## What you have to do:
Report the count of lines in the records below that hold the word "BedrockStatus", omitting everything but the number.

## Information shown:
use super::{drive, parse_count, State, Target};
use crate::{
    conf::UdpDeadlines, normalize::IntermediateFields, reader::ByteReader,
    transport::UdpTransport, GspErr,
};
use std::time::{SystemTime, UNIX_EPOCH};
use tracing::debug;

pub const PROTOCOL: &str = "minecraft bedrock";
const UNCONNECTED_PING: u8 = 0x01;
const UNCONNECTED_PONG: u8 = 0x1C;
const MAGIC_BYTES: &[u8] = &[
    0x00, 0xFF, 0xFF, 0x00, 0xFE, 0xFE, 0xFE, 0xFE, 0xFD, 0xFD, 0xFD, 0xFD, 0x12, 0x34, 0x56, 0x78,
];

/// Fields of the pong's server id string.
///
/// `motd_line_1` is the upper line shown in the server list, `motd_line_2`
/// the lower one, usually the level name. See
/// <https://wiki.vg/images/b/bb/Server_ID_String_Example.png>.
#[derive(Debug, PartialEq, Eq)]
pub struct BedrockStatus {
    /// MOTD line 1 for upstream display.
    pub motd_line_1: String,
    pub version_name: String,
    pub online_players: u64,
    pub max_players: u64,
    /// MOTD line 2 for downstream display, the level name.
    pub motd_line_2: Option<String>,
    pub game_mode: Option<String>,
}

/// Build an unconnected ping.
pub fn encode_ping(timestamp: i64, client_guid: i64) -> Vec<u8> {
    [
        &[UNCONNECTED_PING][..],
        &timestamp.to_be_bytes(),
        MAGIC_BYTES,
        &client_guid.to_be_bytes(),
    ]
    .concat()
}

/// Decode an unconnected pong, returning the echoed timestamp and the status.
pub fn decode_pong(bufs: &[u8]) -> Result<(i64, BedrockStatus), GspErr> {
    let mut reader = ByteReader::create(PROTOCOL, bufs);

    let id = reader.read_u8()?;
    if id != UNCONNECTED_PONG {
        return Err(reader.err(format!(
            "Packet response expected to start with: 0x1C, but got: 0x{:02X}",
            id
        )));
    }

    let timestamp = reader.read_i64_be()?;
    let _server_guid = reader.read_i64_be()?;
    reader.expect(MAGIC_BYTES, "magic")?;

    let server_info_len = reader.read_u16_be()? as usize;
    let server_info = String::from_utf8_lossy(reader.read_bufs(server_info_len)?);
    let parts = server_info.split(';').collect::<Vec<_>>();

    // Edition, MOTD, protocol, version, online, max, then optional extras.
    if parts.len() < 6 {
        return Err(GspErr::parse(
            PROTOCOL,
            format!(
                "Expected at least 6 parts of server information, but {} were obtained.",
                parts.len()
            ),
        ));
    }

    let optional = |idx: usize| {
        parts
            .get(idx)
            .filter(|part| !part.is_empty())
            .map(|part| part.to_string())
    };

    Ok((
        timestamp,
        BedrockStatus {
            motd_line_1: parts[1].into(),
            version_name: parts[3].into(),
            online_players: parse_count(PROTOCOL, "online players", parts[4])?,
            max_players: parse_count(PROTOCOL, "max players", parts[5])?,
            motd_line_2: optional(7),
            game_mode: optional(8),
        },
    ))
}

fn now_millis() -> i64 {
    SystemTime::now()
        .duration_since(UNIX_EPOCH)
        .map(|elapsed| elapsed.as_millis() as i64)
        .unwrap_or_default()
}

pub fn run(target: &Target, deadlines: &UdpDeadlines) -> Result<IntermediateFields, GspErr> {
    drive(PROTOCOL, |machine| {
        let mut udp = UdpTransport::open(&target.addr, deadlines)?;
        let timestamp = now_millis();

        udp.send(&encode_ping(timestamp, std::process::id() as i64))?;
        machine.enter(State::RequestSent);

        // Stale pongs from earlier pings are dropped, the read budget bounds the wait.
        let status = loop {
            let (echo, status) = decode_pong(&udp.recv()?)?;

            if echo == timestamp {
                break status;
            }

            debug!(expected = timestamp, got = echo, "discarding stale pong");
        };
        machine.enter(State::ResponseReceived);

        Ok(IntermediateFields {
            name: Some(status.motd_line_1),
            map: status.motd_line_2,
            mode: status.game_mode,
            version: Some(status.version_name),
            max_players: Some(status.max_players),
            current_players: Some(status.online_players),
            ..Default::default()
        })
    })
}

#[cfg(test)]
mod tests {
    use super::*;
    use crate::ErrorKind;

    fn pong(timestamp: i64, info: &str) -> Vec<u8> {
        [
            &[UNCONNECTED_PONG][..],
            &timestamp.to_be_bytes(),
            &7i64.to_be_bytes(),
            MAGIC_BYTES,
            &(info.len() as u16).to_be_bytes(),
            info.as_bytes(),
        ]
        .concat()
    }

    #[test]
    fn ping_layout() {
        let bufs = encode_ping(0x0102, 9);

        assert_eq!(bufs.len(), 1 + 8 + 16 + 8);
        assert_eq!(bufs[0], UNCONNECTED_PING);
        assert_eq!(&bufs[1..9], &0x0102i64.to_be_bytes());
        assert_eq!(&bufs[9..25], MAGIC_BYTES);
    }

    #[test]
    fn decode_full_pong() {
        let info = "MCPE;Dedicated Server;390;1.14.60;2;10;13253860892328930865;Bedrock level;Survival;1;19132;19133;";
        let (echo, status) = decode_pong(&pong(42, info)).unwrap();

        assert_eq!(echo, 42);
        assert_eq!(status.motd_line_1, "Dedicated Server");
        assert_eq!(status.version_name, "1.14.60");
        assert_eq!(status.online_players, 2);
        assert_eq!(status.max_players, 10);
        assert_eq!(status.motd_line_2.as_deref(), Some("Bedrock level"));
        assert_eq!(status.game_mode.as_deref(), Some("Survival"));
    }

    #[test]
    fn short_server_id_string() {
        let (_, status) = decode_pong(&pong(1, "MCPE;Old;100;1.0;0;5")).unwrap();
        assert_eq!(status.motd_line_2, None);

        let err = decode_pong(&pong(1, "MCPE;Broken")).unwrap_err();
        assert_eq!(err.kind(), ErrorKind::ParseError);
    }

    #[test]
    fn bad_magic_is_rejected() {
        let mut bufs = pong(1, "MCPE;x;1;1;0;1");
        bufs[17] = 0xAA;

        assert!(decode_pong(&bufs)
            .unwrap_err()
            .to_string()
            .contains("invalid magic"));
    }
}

## Response area:
3